Data excerpts:
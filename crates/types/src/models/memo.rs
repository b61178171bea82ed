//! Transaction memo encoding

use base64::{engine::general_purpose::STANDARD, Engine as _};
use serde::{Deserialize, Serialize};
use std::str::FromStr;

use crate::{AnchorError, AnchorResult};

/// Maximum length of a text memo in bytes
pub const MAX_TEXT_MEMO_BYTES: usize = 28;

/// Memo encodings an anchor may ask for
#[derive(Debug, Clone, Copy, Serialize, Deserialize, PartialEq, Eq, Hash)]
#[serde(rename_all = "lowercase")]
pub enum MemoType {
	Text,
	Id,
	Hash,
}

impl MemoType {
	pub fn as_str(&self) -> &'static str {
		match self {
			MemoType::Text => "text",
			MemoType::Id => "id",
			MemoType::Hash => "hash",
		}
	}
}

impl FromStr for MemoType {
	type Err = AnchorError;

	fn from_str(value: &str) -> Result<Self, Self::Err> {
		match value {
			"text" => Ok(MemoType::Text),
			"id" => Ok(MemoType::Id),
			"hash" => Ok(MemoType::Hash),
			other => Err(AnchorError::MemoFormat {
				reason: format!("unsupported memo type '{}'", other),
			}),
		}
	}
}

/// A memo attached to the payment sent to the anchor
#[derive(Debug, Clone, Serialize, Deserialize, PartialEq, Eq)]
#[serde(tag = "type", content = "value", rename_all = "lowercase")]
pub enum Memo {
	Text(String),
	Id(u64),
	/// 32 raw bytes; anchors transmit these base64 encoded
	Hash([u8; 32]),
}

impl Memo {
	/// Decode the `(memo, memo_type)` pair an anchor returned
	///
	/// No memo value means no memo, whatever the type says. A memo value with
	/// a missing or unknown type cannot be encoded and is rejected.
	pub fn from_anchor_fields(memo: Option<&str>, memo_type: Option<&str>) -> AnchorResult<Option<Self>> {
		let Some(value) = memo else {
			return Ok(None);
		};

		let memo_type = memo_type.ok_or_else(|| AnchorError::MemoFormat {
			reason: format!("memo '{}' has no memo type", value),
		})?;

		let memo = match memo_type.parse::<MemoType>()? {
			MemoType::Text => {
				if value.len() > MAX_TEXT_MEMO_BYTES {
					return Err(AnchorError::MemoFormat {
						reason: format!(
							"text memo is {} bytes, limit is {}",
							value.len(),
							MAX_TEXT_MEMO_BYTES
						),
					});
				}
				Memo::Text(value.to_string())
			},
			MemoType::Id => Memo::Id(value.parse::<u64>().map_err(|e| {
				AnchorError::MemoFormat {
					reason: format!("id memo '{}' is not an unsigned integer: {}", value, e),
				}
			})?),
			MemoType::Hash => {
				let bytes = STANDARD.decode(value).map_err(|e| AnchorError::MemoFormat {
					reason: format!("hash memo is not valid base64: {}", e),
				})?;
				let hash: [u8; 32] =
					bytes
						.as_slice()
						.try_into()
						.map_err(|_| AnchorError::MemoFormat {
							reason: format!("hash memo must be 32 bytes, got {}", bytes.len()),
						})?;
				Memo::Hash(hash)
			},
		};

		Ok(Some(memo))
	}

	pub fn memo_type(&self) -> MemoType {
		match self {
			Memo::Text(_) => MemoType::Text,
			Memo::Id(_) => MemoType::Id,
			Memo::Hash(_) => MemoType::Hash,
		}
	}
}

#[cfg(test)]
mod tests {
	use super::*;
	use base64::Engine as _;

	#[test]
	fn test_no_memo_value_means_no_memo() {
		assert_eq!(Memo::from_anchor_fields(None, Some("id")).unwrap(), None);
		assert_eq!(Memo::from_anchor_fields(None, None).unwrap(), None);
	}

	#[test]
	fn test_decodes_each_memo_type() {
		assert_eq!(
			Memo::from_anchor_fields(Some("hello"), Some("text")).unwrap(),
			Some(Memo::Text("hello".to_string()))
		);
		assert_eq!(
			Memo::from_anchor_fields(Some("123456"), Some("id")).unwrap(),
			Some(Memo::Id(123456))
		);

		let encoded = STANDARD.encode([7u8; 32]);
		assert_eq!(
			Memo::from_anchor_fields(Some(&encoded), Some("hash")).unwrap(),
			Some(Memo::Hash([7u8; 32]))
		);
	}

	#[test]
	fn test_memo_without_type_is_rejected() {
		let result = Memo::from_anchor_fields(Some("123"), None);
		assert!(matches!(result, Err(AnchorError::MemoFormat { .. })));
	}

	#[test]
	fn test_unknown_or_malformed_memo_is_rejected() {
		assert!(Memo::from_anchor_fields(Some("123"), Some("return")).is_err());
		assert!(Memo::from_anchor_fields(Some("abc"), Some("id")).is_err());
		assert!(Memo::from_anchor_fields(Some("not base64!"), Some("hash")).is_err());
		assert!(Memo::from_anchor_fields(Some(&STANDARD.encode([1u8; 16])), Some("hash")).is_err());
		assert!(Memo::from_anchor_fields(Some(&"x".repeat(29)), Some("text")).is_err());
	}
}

> [TASK TO COMPLETE]:
Check each line above for "AnchorResult" and return the ones that have it.

> [EXPECTED OUTPUT]:
use crate::{AnchorError, AnchorResult};
	pub fn from_anchor_fields(memo: Option<&str>, memo_type: Option<&str>) -> AnchorResult<Option<Self>> {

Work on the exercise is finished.